Uma dor profunda ecoa nas ruas da Zona Norte de São Paulo. A cada detalhe sobre o sofrimento de Taynara Souza Santos, de 31 anos, mãe de duas crianças, inflamam o horror e a urgência de uma sociedade que não pode se calar diante da violência. Depois de ser atropelada e arrastada por seu ex-companheiro em um ato de brutalidade, Taynara luta pela vida enquanto se prepara para uma nova cirurgia nos quadris nesta terça-feira (2), vivendo um dos momentos mais difíceis de sua história.
O crime brutal e suas consequências
Tudo começou no último sábado (29), quando Taynara deixava um bar na região da Vila Maria, Zona Norte, acompanhada de um amigo. Segundo relatos de testemunhas à polícia, seu ex-companheiro, Douglas Alves da Silva, de 26 anos, entrou em crise de ciúmes ao vê-la acompanhada. Câmeras de segurança registraram a discussão, seguida por uma cena aterradora: Douglas entrou em seu carro: um Volkswagen Golf preto, acelerou e avançou contra Taynara. Ela caiu e ficou presa sob o veículo. Mesmo assim, o agressor não parou.
Imagens mostram o carro trafegando com o corpo da mulher preso por cerca de 1 quilômetro até a altura da Marginal Tietê, na Zona Norte: um trajeto horroroso, com pessoas gritando e tentando impedir a fuga.
Socorrida por populares, Taynara foi levada em estado gravíssimo ao Hospital Municipal Vereador José Storopolli, onde passou por cirurgias de emergência. A gravidade das lesões obrigou os médicos a amputar as duas pernas.
Prisão do agressor e acusações
No domingo (30), a polícia localizou Douglas em um hotel na Vila Prudente. Ele resistiu à prisão, trocou tiros com os policiais e foi ferido no braço antes de ser contido. Ele permanece detido e à disposição da Justiça. O caso é investigado como tentativa de feminicídio.

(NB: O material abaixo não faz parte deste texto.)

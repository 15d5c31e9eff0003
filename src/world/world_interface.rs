use crate::constants::world::WORLD_HEIGHT;
use crate::world::{BlockId, VoxelPos};
use std::collections::HashMap;

/// The storage contract the block rules and physics run against.
///
/// Implementations must be safe for concurrent reads when several players
/// are advanced in parallel.
pub trait VoxelWorld: Send + Sync {
    /// Get a block at the given position
    fn get_block(&self, pos: VoxelPos) -> BlockId;

    /// Set a block at the given position
    fn set_block(&mut self, pos: VoxelPos, block: BlockId);

    /// Number of voxel layers; valid Y is `0..height()`
    fn height(&self) -> i32 {
        WORLD_HEIGHT
    }

    /// Whether Y lies inside the vertical extent
    fn is_y_in_bounds(&self, y: i32) -> bool {
        y >= 0 && y < self.height()
    }
}

/// Sparse in-memory world. Unset voxels are air; out-of-range Y reads as air.
#[derive(Debug, Clone)]
pub struct MemoryWorld {
    blocks: HashMap<VoxelPos, BlockId>,
    height: i32,
}

impl MemoryWorld {
    pub fn new() -> Self {
        Self::with_height(WORLD_HEIGHT)
    }

    pub fn with_height(height: i32) -> Self {
        Self {
            blocks: HashMap::new(),
            height,
        }
    }

    /// Fill an inclusive box with one block
    pub fn fill(&mut self, min: VoxelPos, max: VoxelPos, block: BlockId) {
        for x in min.x..=max.x {
            for y in min.y..=max.y {
                for z in min.z..=max.z {
                    self.set_block(VoxelPos::new(x, y, z), block);
                }
            }
        }
    }

    /// Number of non-air voxels
    pub fn block_count(&self) -> usize {
        self.blocks.len()
    }
}

impl Default for MemoryWorld {
    fn default() -> Self {
        Self::new()
    }
}

impl VoxelWorld for MemoryWorld {
    fn get_block(&self, pos: VoxelPos) -> BlockId {
        if !self.is_y_in_bounds(pos.y) {
            return BlockId::AIR;
        }
        self.blocks.get(&pos).copied().unwrap_or(BlockId::AIR)
    }

    fn set_block(&mut self, pos: VoxelPos, block: BlockId) {
        if !self.is_y_in_bounds(pos.y) {
            return;
        }
        if block.is_air() {
            self.blocks.remove(&pos);
        } else {
            self.blocks.insert(pos, block);
        }
    }

    fn height(&self) -> i32 {
        self.height
    }
}
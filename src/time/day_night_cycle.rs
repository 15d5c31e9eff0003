use serde::{Deserialize, Serialize};

/// Fraction of the current day cycle elapsed since `start_ms`, in `[0, 1)`.
///
/// Times before the start wrap backwards into the previous cycle. A zero
/// cycle length always reports 0.
pub fn day_phase(start_ms: i64, now_ms: i64, cycle_secs: u64) -> f32 {
    let cycle_ms = cycle_secs as i64 * 1000;
    if cycle_ms <= 0 {
        return 0.0;
    }
    let into_cycle = (now_ms - start_ms).rem_euclid(cycle_ms);
    let phase = into_cycle as f64 / cycle_ms as f64;
    // f32 rounding can land exactly on 1.0 for the last millisecond
    (phase as f32).min(1.0 - f32::EPSILON)
}

/// Coarse period of the day, phase 0 being sunrise
#[derive(Debug, Clone, Copy, PartialEq, Eq, Hash, Serialize, Deserialize)]
#[serde(rename_all = "snake_case")]
pub enum DayPeriod {
    Day,
    Sunset,
    Night,
    Sunrise,
}

impl DayPeriod {
    pub fn from_phase(phase: f32) -> Self {
        match phase {
            p if p < 0.45 => DayPeriod::Day,
            p if p < 0.55 => DayPeriod::Sunset,
            p if p < 0.95 => DayPeriod::Night,
            _ => DayPeriod::Sunrise,
        }
    }
}

/// Shared game clock of one room, anchored at the moment play began
#[derive(Debug, Clone, Copy, PartialEq, Eq, Serialize, Deserialize)]
pub struct DayNightCycle {
    pub start_ms: i64,
    pub cycle_secs: u64,
}

impl DayNightCycle {
    pub fn new(start_ms: i64, cycle_secs: u64) -> Self {
        Self {
            start_ms,
            cycle_secs,
        }
    }

    pub fn phase_at(&self, now_ms: i64) -> f32 {
        day_phase(self.start_ms, now_ms, self.cycle_secs)
    }

    pub fn period_at(&self, now_ms: i64) -> DayPeriod {
        DayPeriod::from_phase(self.phase_at(now_ms))
    }

    /// Completed cycles since the start
    pub fn day_count(&self, now_ms: i64) -> i64 {
        let cycle_ms = self.cycle_secs as i64 * 1000;
        if cycle_ms <= 0 {
            return 0;
        }
        (now_ms - self.start_ms).div_euclid(cycle_ms)
    }
}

Estado de saúde e o novo procedimento
Taynara segue internada na UTI do hospital, e o quadro continua grave. Familiares informam que ela será submetida a uma nova cirurgia nos quadris nesta terça-feira (2), mais um passo na longa e dolorosa jornada de reconstrução de sua vida.
A dimensão do horror e o chamado à sociedade
Esse crime brutal, motivado por ciúmes, não é um caso isolado, mas um reflexo assustador da violência estrutural que atinge mulheres no Brasil. A crueldade da tentativa, a violência explícita, a amputação de membros e o impacto na vida de quem sobrevive revelam um padrão que exige ação, responsabilização e mudança.
Taynara não perdeu apenas as pernas: perdeu a segurança, perdeu a chance de viver com normalidade, perdeu parte de si. E agora, mais do que nunca, precisa da solidariedade de todos; apoio à família, visibilidade para o caso, e garantias de justiça. Que esse drama trágico não nos deixe indiferentes.